[Collected data entries]
****
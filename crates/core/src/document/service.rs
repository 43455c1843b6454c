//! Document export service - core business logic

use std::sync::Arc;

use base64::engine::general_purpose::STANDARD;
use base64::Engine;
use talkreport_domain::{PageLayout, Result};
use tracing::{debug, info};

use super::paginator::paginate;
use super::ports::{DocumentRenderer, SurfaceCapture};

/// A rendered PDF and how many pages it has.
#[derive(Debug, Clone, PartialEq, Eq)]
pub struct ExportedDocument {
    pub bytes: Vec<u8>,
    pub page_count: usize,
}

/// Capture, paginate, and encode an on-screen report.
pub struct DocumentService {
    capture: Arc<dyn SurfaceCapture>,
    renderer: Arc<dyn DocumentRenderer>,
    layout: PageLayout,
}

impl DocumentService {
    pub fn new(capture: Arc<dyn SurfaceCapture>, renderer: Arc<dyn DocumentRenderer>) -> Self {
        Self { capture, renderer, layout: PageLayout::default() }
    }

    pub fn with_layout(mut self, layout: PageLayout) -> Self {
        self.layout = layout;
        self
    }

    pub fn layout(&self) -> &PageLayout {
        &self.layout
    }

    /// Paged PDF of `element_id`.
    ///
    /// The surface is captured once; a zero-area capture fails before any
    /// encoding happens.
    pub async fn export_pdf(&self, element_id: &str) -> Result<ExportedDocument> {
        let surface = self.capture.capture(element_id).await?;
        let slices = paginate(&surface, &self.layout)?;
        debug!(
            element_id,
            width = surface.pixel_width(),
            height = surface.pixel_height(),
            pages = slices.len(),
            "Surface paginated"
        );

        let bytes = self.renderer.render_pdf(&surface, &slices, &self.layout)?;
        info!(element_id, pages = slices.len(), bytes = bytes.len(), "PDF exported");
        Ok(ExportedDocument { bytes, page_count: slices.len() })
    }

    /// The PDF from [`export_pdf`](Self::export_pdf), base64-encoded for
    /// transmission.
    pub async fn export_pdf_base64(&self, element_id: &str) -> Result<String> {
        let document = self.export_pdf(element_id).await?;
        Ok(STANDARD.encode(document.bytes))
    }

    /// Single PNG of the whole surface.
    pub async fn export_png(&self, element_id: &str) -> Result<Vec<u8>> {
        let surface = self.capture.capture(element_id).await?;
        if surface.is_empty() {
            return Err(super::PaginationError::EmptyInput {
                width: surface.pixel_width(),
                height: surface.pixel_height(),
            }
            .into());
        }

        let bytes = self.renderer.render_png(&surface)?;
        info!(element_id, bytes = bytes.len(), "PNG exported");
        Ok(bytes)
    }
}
****
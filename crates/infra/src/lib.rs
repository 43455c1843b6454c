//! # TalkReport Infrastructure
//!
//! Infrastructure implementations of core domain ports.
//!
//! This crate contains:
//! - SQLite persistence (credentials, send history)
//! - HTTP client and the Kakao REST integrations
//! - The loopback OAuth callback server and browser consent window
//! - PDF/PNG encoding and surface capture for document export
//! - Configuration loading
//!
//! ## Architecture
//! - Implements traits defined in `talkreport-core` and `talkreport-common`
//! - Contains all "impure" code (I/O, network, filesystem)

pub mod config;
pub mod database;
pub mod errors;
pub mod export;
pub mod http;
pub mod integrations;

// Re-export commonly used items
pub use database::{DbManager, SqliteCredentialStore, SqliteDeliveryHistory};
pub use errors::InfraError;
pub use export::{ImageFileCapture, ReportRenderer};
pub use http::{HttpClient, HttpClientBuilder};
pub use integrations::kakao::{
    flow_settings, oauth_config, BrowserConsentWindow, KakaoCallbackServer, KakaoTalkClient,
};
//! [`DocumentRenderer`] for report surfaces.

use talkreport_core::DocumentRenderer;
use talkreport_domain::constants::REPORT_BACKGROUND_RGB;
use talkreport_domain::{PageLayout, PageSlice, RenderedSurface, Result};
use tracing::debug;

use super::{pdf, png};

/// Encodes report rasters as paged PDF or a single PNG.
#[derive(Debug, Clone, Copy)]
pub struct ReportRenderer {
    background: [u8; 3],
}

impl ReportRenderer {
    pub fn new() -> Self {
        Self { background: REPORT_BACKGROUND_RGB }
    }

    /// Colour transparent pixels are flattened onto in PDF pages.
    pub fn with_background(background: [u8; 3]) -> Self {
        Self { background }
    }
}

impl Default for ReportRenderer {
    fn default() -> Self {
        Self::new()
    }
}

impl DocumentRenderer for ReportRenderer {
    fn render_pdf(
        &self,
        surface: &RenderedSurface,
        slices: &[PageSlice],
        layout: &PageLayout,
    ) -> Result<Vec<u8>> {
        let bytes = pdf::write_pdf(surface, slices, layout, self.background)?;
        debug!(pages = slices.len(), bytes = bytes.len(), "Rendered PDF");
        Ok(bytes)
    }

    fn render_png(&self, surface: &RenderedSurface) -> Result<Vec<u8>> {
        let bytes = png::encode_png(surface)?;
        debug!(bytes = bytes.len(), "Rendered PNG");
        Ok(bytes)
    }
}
****
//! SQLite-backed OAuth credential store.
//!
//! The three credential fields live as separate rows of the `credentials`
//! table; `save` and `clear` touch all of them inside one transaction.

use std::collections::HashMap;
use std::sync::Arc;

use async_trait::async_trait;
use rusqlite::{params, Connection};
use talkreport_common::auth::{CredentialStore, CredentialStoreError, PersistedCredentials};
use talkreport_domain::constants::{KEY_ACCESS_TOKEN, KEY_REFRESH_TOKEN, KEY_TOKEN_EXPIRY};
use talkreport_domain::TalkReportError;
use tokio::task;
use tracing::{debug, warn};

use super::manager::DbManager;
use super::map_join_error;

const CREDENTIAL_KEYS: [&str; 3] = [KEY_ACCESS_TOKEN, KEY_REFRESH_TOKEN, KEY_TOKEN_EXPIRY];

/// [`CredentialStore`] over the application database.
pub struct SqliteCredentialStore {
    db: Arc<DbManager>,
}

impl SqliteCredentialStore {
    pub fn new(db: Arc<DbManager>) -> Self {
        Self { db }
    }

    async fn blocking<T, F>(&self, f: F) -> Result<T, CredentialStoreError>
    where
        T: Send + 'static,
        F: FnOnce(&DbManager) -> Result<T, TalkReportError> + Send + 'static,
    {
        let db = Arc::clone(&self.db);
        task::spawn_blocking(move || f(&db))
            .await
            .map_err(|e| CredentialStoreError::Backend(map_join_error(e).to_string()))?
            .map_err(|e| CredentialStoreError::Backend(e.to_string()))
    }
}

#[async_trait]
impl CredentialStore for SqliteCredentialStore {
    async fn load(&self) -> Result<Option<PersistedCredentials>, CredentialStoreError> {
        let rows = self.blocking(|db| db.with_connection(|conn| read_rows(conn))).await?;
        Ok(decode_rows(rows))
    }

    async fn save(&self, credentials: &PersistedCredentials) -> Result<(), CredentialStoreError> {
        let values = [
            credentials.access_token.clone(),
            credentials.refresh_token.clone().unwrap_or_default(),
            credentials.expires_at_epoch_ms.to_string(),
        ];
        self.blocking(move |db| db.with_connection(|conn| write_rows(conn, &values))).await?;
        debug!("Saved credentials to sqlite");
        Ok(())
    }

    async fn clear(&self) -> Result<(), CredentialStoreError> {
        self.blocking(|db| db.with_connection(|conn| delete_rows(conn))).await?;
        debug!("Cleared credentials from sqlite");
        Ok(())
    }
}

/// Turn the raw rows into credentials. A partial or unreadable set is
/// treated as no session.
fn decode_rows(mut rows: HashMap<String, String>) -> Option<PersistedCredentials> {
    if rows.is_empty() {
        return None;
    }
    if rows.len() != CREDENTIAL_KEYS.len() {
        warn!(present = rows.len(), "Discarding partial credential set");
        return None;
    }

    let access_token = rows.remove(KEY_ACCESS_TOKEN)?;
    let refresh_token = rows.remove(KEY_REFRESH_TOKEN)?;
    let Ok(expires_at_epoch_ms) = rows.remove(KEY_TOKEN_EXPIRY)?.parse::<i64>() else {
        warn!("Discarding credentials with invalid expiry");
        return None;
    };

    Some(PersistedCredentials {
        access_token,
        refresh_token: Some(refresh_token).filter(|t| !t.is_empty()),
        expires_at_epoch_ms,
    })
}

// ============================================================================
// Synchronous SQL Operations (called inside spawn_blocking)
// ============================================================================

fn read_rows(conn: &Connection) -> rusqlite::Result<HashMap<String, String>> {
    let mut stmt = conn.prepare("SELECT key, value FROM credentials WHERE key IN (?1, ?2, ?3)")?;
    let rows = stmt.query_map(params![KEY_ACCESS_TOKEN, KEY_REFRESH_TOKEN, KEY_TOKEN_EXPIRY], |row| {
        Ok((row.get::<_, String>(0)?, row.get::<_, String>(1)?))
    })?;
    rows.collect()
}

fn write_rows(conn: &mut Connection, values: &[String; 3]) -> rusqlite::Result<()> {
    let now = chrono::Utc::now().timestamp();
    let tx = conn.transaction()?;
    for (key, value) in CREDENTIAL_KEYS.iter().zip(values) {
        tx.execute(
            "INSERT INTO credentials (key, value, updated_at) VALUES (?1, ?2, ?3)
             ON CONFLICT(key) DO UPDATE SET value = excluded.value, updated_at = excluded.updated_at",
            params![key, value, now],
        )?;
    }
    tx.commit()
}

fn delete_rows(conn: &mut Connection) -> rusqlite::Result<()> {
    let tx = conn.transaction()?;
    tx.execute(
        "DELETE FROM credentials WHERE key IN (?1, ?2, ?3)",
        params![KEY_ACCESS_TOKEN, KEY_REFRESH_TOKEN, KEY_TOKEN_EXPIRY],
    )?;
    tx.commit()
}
****
Beginning at the line with "filename crates/core/src/document/service.rs" and stopping after the line with "pub struct ExportedDocument", please write out every line of the data above exactly and nothing else.

### ANSWER SPACE
filename crates/core/src/document/service.rs
repository 43455c1843b6454c
//! Document export service - core business logic

use std::sync::Arc;

use base64::engine::general_purpose::STANDARD;
use base64::Engine;
use talkreport_domain::{PageLayout, Result};
use tracing::{debug, info};

use super::paginator::paginate;
use super::ports::{DocumentRenderer, SurfaceCapture};

/// A rendered PDF and how many pages it has.
#[derive(Debug, Clone, PartialEq, Eq)]
pub struct ExportedDocument {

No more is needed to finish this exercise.